Intensive research has been performed on carbon nanotube (CNT)-integrated microdevices and nanodevices to take advantage of the remarkable thermal, mechanical, electrical, and electromechanical properties of CNTs . Examples of such devices include nanoelectronic devices and optoelectronic components [2–4], actuators and oscillators [5–7], memory devices and switches [8, 9], and mechanical, chemical, biological, and thermal sensors [10–13]. Controlling the number of CNTs synthesized and their specific placement on nanostructures and microstructures is critical to using the inherent properties of massively parallel-integrated CNTs for practical device applications.
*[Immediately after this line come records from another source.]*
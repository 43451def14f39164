//! Command-line front end over `problemset_core`.
//!
//! # Responsibility
//! - Compute default dates and resource paths from a course config file.
//! - Validate a stored set document the way a save attempt would.

use clap::{Args, Parser, Subcommand};
use log::info;
use problemset_core::{default_log_level, init_logging, load_config, AppConfig, ProblemSet};
use std::error::Error;
use std::path::{Path, PathBuf};
use std::process::ExitCode;

#[derive(Debug, Parser)]
#[command(name = "problemset")]
#[command(about = "Problem set date defaults and validation")]
#[command(version = problemset_core::core_version())]
struct Cli {
    /// Absolute directory for rotated log files; logging is off when omitted.
    #[arg(long, global = true)]
    log_dir: Option<String>,
    #[command(subcommand)]
    command: Commands,
}

#[derive(Debug, Subcommand)]
enum Commands {
    /// Print a new set with dates derived from a due date.
    Defaults(DefaultsArgs),
    /// Validate a set document (JSON) and report the first violation.
    Validate(ValidateArgs),
    /// Print the resource path of a set.
    Url(UrlArgs),
}

#[derive(Debug, Args)]
struct DefaultsArgs {
    #[arg(long)]
    config: PathBuf,
    #[arg(long)]
    set_id: String,
    /// Due date in epoch seconds; defaults to now.
    #[arg(long)]
    due: Option<i64>,
}

#[derive(Debug, Args)]
struct ValidateArgs {
    #[arg(long)]
    config: PathBuf,
    #[arg(long)]
    file: PathBuf,
}

#[derive(Debug, Args)]
struct UrlArgs {
    #[arg(long)]
    config: PathBuf,
    #[arg(long)]
    set_id: String,
}

fn main() -> ExitCode {
    let cli = Cli::parse();

    if let Some(log_dir) = cli.log_dir.as_deref() {
        if let Err(err) = init_logging(default_log_level(), log_dir) {
            eprintln!("warning: {err}");
        }
    }

    match run(cli.command) {
        Ok(code) => code,
        Err(err) => {
            eprintln!("error: {err}");
            ExitCode::FAILURE
        }
    }
}

fn run(command: Commands) -> Result<ExitCode, Box<dyn Error>> {
    match command {
        Commands::Defaults(args) => {
            let config = load_config(&args.config)?;
            let mut set = ProblemSet::new(args.set_id, config.date_settings);
            set.set_default_dates(args.due)?;
            info!(
                "event=cli_defaults module=cli status=ok set_id={} due_date={:?}",
                set.set_id, set.due_date
            );
            println!("{}", serde_json::to_string_pretty(&set.to_body()?)?);
            Ok(ExitCode::SUCCESS)
        }
        Commands::Validate(args) => {
            let config = load_config(&args.config)?;
            let mut set = load_set(&config, &args.file)?;
            let url = set.url(&config.course);
            match set.validate() {
                Ok(()) => {
                    println!("ok {url}");
                    Ok(ExitCode::SUCCESS)
                }
                Err(err) => {
                    println!("invalid {url}: {err}");
                    Ok(ExitCode::FAILURE)
                }
            }
        }
        Commands::Url(args) => {
            let config = load_config(&args.config)?;
            let set = ProblemSet::new(args.set_id, config.date_settings);
            println!("{}", set.url(&config.course));
            Ok(ExitCode::SUCCESS)
        }
    }
}

fn load_set(config: &AppConfig, path: &Path) -> Result<ProblemSet, Box<dyn Error>> {
    let text = std::fs::read_to_string(path)?;
    let body = serde_json::from_str(&text)?;
    Ok(ProblemSet::from_response(body, config.date_settings)?)
}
However, previously reported methods of integrating CNTs in CNT-based devices are low-throughput methods such as dispersion of CNTs followed by electron beam lithography patterning , dielectrophoresis [14–17], and pick-and-place manipulation . Although the assembly of individual CNTs at specific locations has previously been demonstrated using such methods, high-throughput batch fabrication has not been feasible over a large area because of time-consuming, labor-intensive processes. Chemical vapor deposition (CVD) is scalable over a large area, so it is an attractive alternative for directly integrating individual CNTs into practical device applications. Accordingly, various methods of patterning nanocatalysts have been developed using electron beam lithography , nanoimprinting , polystyrene nanospheres , anodic aluminum oxide nanotemplates , nanocontact printing , and topographical contact holes  to synthesize individual CNTs under controlled conditions.
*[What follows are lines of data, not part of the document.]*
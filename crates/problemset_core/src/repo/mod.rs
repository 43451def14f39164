//! Repository layer for persisted problem sets.
//!
//! # Responsibility
//! - Define the storage contract the service layer talks to.
//! - Isolate SQLite query details from orchestration code.
//!
//! # Invariants
//! - Writes run `ProblemSet::check()` first; no invalid set reaches storage.
//! - Missing rows surface as `RepoError::NotFound`, not as transport errors.

pub mod set_repo;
We used nanostencil lithography as a method of patterning a nanocatalyst to demonstrate and characterize number- and location-controlled synthesis of CNTs. Nanostencil lithography has been widely used to fabricate various nanopatterns [25–28], nanoparticles [29, 30], and nanowires , and it is advantageous because it consists of a series of simple fabrication steps and because the stencil mask is reusable. Moreover, the degree of contamination of the catalyst during patterning might be negligible in nanostencil lithography because patterning is conducted under vacuum without need for a photoresist, a solvent, or chemicals used for patterning and etching , thereby producing a residue-free catalyst suitable for CVD synthesis of CNTs. We used focused ion beam (FIB) milling on a silicon nitride membrane to fabricate nanostencil aperture arrays down to 40 nm in diameter, and the stencil mask was used to pattern a submicron iron catalyst. The thickness and width of the iron catalyst deposited through the stencil mask were analyzed using atomic force microscopy (AFM). The number of synthesized CNTs could be controlled based on the size of the aperture in the stencil mask, and individual CNTs were synthesized over a large area.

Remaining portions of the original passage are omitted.